2008-07-11 until 2008-08-31
Haunch of Venison
UK United Kingdom
British artist Mat Collishaw is to present a vibrant new body of work including a large-scale working zoetrope and room-sized installation involving projections onto phosphorescent paint, for his first solo exhibition at Haunch of Venison London from July 11 through August 31, 2008. The exhibition reflects Collishaw's longstanding interest in blurring the distinction between representation and reality. In the installation entitled Shooting Stars, historical photographs of Victorian child prostitutes in sexually alluring poses are projected onto the gallery walls alongside similar images restaged by the artist. Fired onto phosphorescent paint, these disturbing portraits flare briefly before slowly fading from view. The ghostly after-images suggest the fragile duration of the children's short-lived existences, their demise due in many cases to the prevalence of sexually transmitted diseases during the Victorian era. "The girls in these images exist only in these stark photographic records," comments Collishaw: "For many, their lives were not much longer than the fleeting exposure of the camera shutter."

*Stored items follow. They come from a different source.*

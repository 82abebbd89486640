/// SQLite-backed account repository
/// Uses sqlx runtime queries so no DATABASE_URL is needed at compile time
use super::AccountRepository;
use crate::{
    db::account::{Account, NewAccount},
    error::{ServiceError, ServiceResult},
};
use async_trait::async_trait;
use chrono::Utc;
use sqlx::SqlitePool;

const ACCOUNT_COLUMNS: &str = "id, user_id, email, name, password_hash, is_logged_in, is_active,
     failed_login_attempts, last_login_datetime, ip_address, verification_code, created_at";

/// Account repository over the account database
#[derive(Clone)]
pub struct SqliteAccountRepository {
    db: SqlitePool,
}

impl SqliteAccountRepository {
    /// Create a new repository
    pub fn new(db: SqlitePool) -> Self {
        Self { db }
    }

    async fn fetch(&self, user_id: &str) -> ServiceResult<Option<Account>> {
        let query = format!("SELECT {} FROM account WHERE user_id = ?1", ACCOUNT_COLUMNS);
        let account = sqlx::query_as::<_, Account>(&query)
            .bind(user_id)
            .fetch_optional(&self.db)
            .await?;

        Ok(account)
    }
}

#[async_trait]
impl AccountRepository for SqliteAccountRepository {
    async fn find_by_user_id(&self, user_id: &str) -> ServiceResult<Option<Account>> {
        Ok(self.fetch(user_id).await?.map(|mut account| {
            account.password_hash.clear();
            account
        }))
    }

    async fn find_by_user_id_with_password(
        &self,
        user_id: &str,
    ) -> ServiceResult<Option<Account>> {
        self.fetch(user_id).await
    }

    async fn create(&self, account: NewAccount) -> ServiceResult<Account> {
        let now = Utc::now();
        let result = sqlx::query(
            "INSERT INTO account (user_id, email, name, password_hash, is_logged_in, is_active,
                                  failed_login_attempts, created_at)
             VALUES (?1, ?2, ?3, ?4, FALSE, TRUE, 0, ?5)",
        )
        .bind(&account.user_id)
        .bind(&account.email)
        .bind(&account.name)
        .bind(&account.password_hash)
        .bind(now)
        .execute(&self.db)
        .await
        .map_err(|e| match e {
            sqlx::Error::Database(ref db_err) if db_err.is_unique_violation() => {
                ServiceError::Conflict("User already exists".to_string())
            }
            other => ServiceError::Database(other),
        })?;

        Ok(Account {
            id: result.last_insert_rowid(),
            user_id: account.user_id,
            email: account.email,
            name: account.name,
            password_hash: String::new(),
            is_logged_in: false,
            is_active: true,
            failed_login_attempts: 0,
            last_login_datetime: None,
            ip_address: None,
            verification_code: None,
            created_at: now,
        })
    }

    async fn update(&self, account: &Account) -> ServiceResult<Account> {
        let result = sqlx::query(
            "UPDATE account
             SET email = ?1, name = ?2, is_logged_in = ?3, is_active = ?4,
                 failed_login_attempts = ?5, last_login_datetime = ?6, ip_address = ?7,
                 verification_code = ?8
             WHERE id = ?9",
        )
        .bind(&account.email)
        .bind(&account.name)
        .bind(account.is_logged_in)
        .bind(account.is_active)
        .bind(account.failed_login_attempts)
        .bind(account.last_login_datetime)
        .bind(&account.ip_address)
        .bind(&account.verification_code)
        .bind(account.id)
        .execute(&self.db)
        .await?;

        if result.rows_affected() == 0 {
            return Err(ServiceError::NotFound(format!(
                "Account {} not found",
                account.user_id
            )));
        }

        let mut updated = account.clone();
        updated.password_hash.clear();
        Ok(updated)
    }

    async fn delete(&self, user_id: &str) -> ServiceResult<bool> {
        let result = sqlx::query("DELETE FROM account WHERE user_id = ?1")
            .bind(user_id)
            .execute(&self.db)
            .await?;

        Ok(result.rows_affected() > 0)
    }
}
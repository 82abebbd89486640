/// Session Keeper - authentication backend
///
/// Access/refresh token issuance, Redis-backed session records, TTL-driven
/// forced logout and refresh-token theft detection, served over axum.

pub mod account;
pub mod api;
pub mod auth;
pub mod config;
pub mod context;
pub mod db;
pub mod error;
pub mod mailer;
pub mod server;
pub mod session;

A zoetrope - a cylindrical device that produces the illusion of action from a rapid succession of static images - will be installed on the top floor of the gallery. Called Animal Night Life, the two-metre wide sculpture features one hundred and eighty mythological figures, including a minotaur, the Three Graces, a she-wolf and a cherub, captured in various stages of motion. As the zoetrope begins to spin, the forms of the figurines blur, before becoming magically animated by a strobe light which transforms them into coherent, moving characters. Animal Night Life represents Collishaw's reflection on the condition of looking at things. Against the eerie twilight created by the mechanized artifice of the zoetrope, the characters appear to take a perverse interest in each other while we peer curiously at them.
These two major new works are complemented by a series of lightboxes whose ultra-violet tubes illuminate images which have been appropriated from the infamous Cottingley Fairy photographs. On the top floor of the gallery, an animated video of Arnold Böcklin's The Island of the Dead depicts the unsettling movement of light and shade across the island during a 24-hour period.